Bilimadamları genel refarm ve insanların mutluluğu için nice sıstemler oluşturup maddeler ekleyecek, bir müddet sonra ise onları lağvederek, yerine yeni kanunlar koyacaklardır.

Ve sonunda bütün bunlardan bıkacak, beşeri fikirlerin ürünü olan bu kanunların zayıflığını anlayacak bu kanunlar vasıtasıyla yapmak istedikleri refarmlardan ümidini keserek yegane ıslah yolunun ilahi kanunları icra ederek peygamberlere uymak olduğunu itiraf edeceklerdir. İnsanoğlu henüz Allah’ın kanunları karşısında teslim olmaya hazır değildir.

Bilimsel ilerlemeler ve buluşlar vasıtasıyla insanların saadetinin temin edilebileceği sanılmaktadır; bu sebeple beşer ilahi programlar ve maneviyat bir kenara bırakmış; dörtnala maddiyata doğru koşar olmuştur.

Bu hevese kapılan insanlar sonunda çıkmaslarla karşılaşıp usanacaklardır. O zaman da ilim ve buluşların insanı fezaya uçurduğunu, yıldızlara boyun eğdirdiğini ve öldürücü silahları temin ettiğini ama hiçbir zaman dünyada ki sorunları çözemediğini, sömürgeciliği ortadan kaldıramadığını ve insanı ruhsal huzur ve saadete ulaştırmadığını itiraf edecektir.

 

İnsanoğlu gördüğü her idareçi ve yönetimini kabul ettiği her nizamdan sürekli birtakım beklentileri olmuş, zulüm ve tecavüzleri önlemesini, insanların huzurunu temin etmesini istemiş ama bu arzusuna ulaşması ve umulan yönetim şekline kavuşması pek zor olmuştur.

Her asırda yeni bir yönetim kurulmuş veya yeni bir yönetici iş başına gelmış ama bir müddet sonra durumun eskisi gibi olduğunu ve hiçbir şeyin farketmediğini görmüştür.

Bundan sonra da belki de çeşitli hükümetler kurulacak, aldatıcı partiler meydana gelecek, sonunda salahiyetsiz oldukları ortaya çıkacaktır ve insanoğlu nihayet onlardan ümidini kesecek, ilahi nizama susayacak ve tevhid hükümetini kabule hazırlanacaktır.

Hişam b.
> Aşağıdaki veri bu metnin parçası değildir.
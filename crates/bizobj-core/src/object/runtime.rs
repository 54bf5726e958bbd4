//! Shared machinery of entities and validate objects
//!
//! [`ObjectCore`] owns the property manager, the rule set and everything a
//! rule run needs per instance. Locking discipline:
//!
//! - `state` is the per-object lock; every write goes through it.
//! - `fences` is taken before `state` when a rule result is applied.
//! - `published` is taken before `state` when aggregate state is published.
//! - No lock is held across an `.await` or while observers run.

use std::collections::HashMap;
use std::sync::atomic::{AtomicU64, AtomicUsize, Ordering};
use std::sync::{Arc, Weak};

use bizobj_common::{RuntimeConfig, Timer};
use futures::future::{join_all, BoxFuture, FutureExt};
use futures::stream::{self, StreamExt};
use indexmap::IndexMap;
use parking_lot::{Mutex, RwLock, RwLockReadGuard};
use tokio::sync::{broadcast, Notify};
use tracing::{debug, trace, warn};

use super::AggregateState;
use crate::errors::{CoreError, CoreResult};
use crate::events::{EventBus, GraphChange, NodeEvent, Observable, Observers, SubscriptionId};
use crate::id::ObjectId;
use crate::node::{self, GraphNode, Observer};
use crate::property::{MessageList, Property, PropertyChanges, RuleMessage};
use crate::property_manager::PropertyManager;
use crate::rules::{RuleContext, RuleIndex, RuleManager, SharedRule, Violation};
use crate::schema::ObjectSchema;
use crate::snapshot::{self, ChildSnapshot, SnapshotContext};
use crate::value::{ObjectRef, Value};

/// The object that owns an [`ObjectCore`]
pub(crate) trait CoreOwner: Send + Sync {
    fn owned_core(&self) -> &ObjectCore;
    fn current_state(&self) -> AggregateState;
}

/// Everything an object is assembled from
pub(crate) struct CoreParts {
    pub schema: Arc<ObjectSchema>,
    pub rules: RuleManager,
    pub config: RuntimeConfig,
    pub properties: PropertyManager,
    pub object_messages: MessageList,
}

pub(crate) struct CoreState {
    pub properties: PropertyManager,
    pub object_messages: MessageList,
    pub paused: bool,
}

/// Per-instance state shared by [`EntityBase`](super::EntityBase) and
/// [`ValidateBase`](super::ValidateBase)
pub struct ObjectCore {
    id: ObjectId,
    schema: Arc<ObjectSchema>,
    rules: RuleManager,
    config: RuntimeConfig,
    state: RwLock<CoreState>,
    running: AtomicUsize,
    idle: Notify,
    run_seq: AtomicU64,
    fences: Mutex<HashMap<RuleIndex, u64>>,
    observers: Observers<NodeEvent>,
    bus: EventBus,
    parent: RwLock<Option<Weak<dyn GraphNode>>>,
    self_node: Weak<dyn GraphNode>,
    owner: Weak<dyn CoreOwner>,
    children: Mutex<HashMap<String, (ObjectRef, SubscriptionId)>>,
    published: Mutex<AggregateState>,
}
Salim İmam Sadık (a.s)’ın şöyle buyurduğunu rivayet etmektedir: "Halkın tüm kesimleri iktidara ulaşmadıkça Hz. Mehdi zuhur etmeyecektir." Böylece hiçkimse "eğer biz egemen olup hükümet kursaydık adaletli davranırdık" diyemeyecektir.[351]
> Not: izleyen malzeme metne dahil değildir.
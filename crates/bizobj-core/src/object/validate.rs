//! Validation-only business objects

use std::any::Any;
use std::fmt;
use std::sync::{Arc, Weak};

use async_trait::async_trait;
use bizobj_common::RuntimeConfig;

use super::runtime::{CoreOwner, CoreParts, ObjectCore};
use super::{AggregateState, ObjectBuilder, ValidateObject};
use crate::errors::CoreResult;
use crate::events::SubscriptionId;
use crate::id::ObjectId;
use crate::node::{GraphNode, Observer};
use crate::property::MessageList;
use crate::property_manager::PropertyManager;
use crate::rules::RuleManager;
use crate::schema::ObjectSchema;
use crate::snapshot::{EntitySnapshot, NodeSnapshot, SnapshotContext};

/// A business object with properties and rules but no lifecycle.
///
/// Properties are not tracked, so a validate object is never modified.
pub struct ValidateBase {
    core: ObjectCore,
}

impl ValidateBase {
    /// Object with no rules and the default configuration
    pub fn new(schema: impl Into<Arc<ObjectSchema>>) -> Arc<Self> {
        ObjectBuilder::new(schema).build_validate()
    }

    pub fn builder(schema: impl Into<Arc<ObjectSchema>>) -> ObjectBuilder {
        ObjectBuilder::new(schema)
    }

    pub(crate) fn assemble(schema: Arc<ObjectSchema>, rules: RuleManager, config: RuntimeConfig) -> Arc<Self> {
        let properties = PropertyManager::from_schema(&schema, false);
        Self::from_parts(CoreParts {
            schema,
            rules,
            config,
            properties,
            object_messages: MessageList::new(),
        })
    }

    fn from_parts(parts: CoreParts) -> Arc<Self> {
        let object = Arc::new_cyclic(|weak: &Weak<ValidateBase>| {
            let owner: Weak<dyn CoreOwner> = weak.clone();
            let node: Weak<dyn GraphNode> = weak.clone();
            ValidateBase {
                core: ObjectCore::new(parts, owner, node),
            }
        });
        object.core.attach(object.aggregate_state());
        object
    }

    /// Wire form; lifecycle flags are always false
    pub fn snapshot(&self) -> EntitySnapshot {
        let state = self.core.state();
        let properties = state.properties.snapshots();
        let object_messages = state.object_messages.to_vec();
        drop(state);
        EntitySnapshot {
            type_name: self.type_name().to_string(),
            properties,
            object_messages,
            is_new: false,
            is_child: false,
            is_deleted: false,
            is_marked_modified: false,
            children: self.core.child_snapshots(),
        }
    }

    /// Rebuild from a snapshot, including child nodes
    pub fn from_snapshot(snapshot: EntitySnapshot, context: &SnapshotContext<'_>) -> CoreResult<Arc<Self>> {
        let schema = context.schema(&snapshot.type_name)?;
        let properties = PropertyManager::from_snapshots(&schema, snapshot.properties, false)?;
        let object = Self::from_parts(CoreParts {
            rules: context.rule_manager(&schema),
            schema,
            config: context.config.clone(),
            properties,
            object_messages: MessageList::from(snapshot.object_messages),
        });
        object.core.restore_children(snapshot.children, context)?;
        Ok(object)
    }
}

impl CoreOwner for ValidateBase {
    fn owned_core(&self) -> &ObjectCore {
        &self.core
    }

    fn current_state(&self) -> AggregateState {
        self.aggregate_state()
    }
}

#[async_trait]
impl GraphNode for ValidateBase {
    fn id(&self) -> ObjectId {
        self.core.id()
    }

    fn is_valid(&self) -> bool {
        self.aggregate_state().is_valid
    }

    fn is_self_valid(&self) -> bool {
        self.aggregate_state().is_self_valid
    }

    fn is_busy(&self) -> bool {
        self.aggregate_state().is_busy
    }

    fn parent(&self) -> Option<Arc<dyn GraphNode>> {
        self.core.parent()
    }

    fn set_parent(&self, parent: Option<Weak<dyn GraphNode>>) {
        self.core.set_parent(parent);
    }

    fn subscribe(&self, observer: Observer) -> SubscriptionId {
        self.core.subscribe(observer)
    }

    fn unsubscribe(&self, id: SubscriptionId) -> bool {
        self.core.unsubscribe(id)
    }

    async fn run_rules(&self) {
        self.core.run_all_rules().await;
        self.core.run_child_rules().await;
    }

    async fn wait_for_tasks(&self) {
        self.core.wait_idle().await;
    }

    fn snapshot_node(&self) -> Option<NodeSnapshot> {
        Some(NodeSnapshot::Validate(self.snapshot()))
    }

    fn as_any_arc(self: Arc<Self>) -> Arc<dyn Any + Send + Sync> {
        self
    }
}

impl ValidateObject for ValidateBase {
    fn core(&self) -> &ObjectCore {
        &self.core
    }

    fn aggregate_state(&self) -> AggregateState {
        AggregateState {
            is_modified: false,
            is_self_modified: false,
            ..self.core.base_state()
        }
    }
}

impl fmt::Debug for ValidateBase {
    fn fmt(&self, f: &mut fmt::Formatter<'_>) -> fmt::Result {
        f.debug_struct("ValidateBase")
            .field("id", &self.core.id())
            .field("type_name", &self.type_name())
            .finish()
    }
}

#[cfg(test)]
mod tests {
    use super::*;
    use crate::rules::{RequiredRule, RuleManager};
    use crate::schema::PropertyDescriptor;
    use crate::value::ValueKind;

    fn criteria() -> Arc<ValidateBase> {
        let schema = ObjectSchema::new("SearchCriteria")
            .property(PropertyDescriptor::new("Term").with_kind(ValueKind::Text))
            .property(PropertyDescriptor::new("Limit").with_kind(ValueKind::Int).with_default(10));
        ValidateBase::builder(schema)
            .rules(RuleManager::new().with_rule(RequiredRule::new("Term")))
            .build_validate()
    }

    #[test]
    fn test_defaults_and_no_tracking() {
        let object = criteria();
        assert_eq!(object.get_as::<i64>("Limit").unwrap(), 10);
        object.set("Term", "rust").unwrap();
        assert!(!object.is_modified());
        assert!(!object.is_property_self_modified("Term").unwrap());
    }

    #[tokio::test]
    async fn test_rules_drive_validity() {
        let object = criteria();
        object.run_rules().await;
        assert!(!object.is_valid());
        assert_eq!(object.first_invalid_property().as_deref(), Some("Term"));

        object.set_and_check("Term", "rust".into()).await.unwrap();
        assert!(object.is_valid());
        assert!(object.broken_rules().is_empty());
    }

    #[test]
    fn test_snapshot_carries_messages() {
        let object = criteria();
        object.set("Term", "x").unwrap();
        let snapshot = object.snapshot();
        assert_eq!(snapshot.type_name, "SearchCriteria");
        assert!(!snapshot.is_new);
        assert_eq!(snapshot.property("Term").unwrap().value.as_str(), Some("x"));
    }
}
İmam Bakır (a.s) şöyle buyuruyor: "Bizim devletimiz en son devlettir. İktidar liyakati olan her hanedan bizden önce hükümet edecektir ki bizim hükümetimiz kurulduğunda "eğer hükümet etseydik bizde Al-i Muhammed -Muhammed soyu- gibi davranırdık" demesinler. "Akibet takva sahiplerinindir" ayetinin manası da budur."[352]

Bu ifadelerden de anlaşıldığı gibi henüz insanlık tevhid hükümetini kabule hazırlıklı değildir. Ama sürekli bu büyük nimetten mahrum kalacak da değildir. Allah Tealâ tüm varlıkları kemaline ulaştıracaktır.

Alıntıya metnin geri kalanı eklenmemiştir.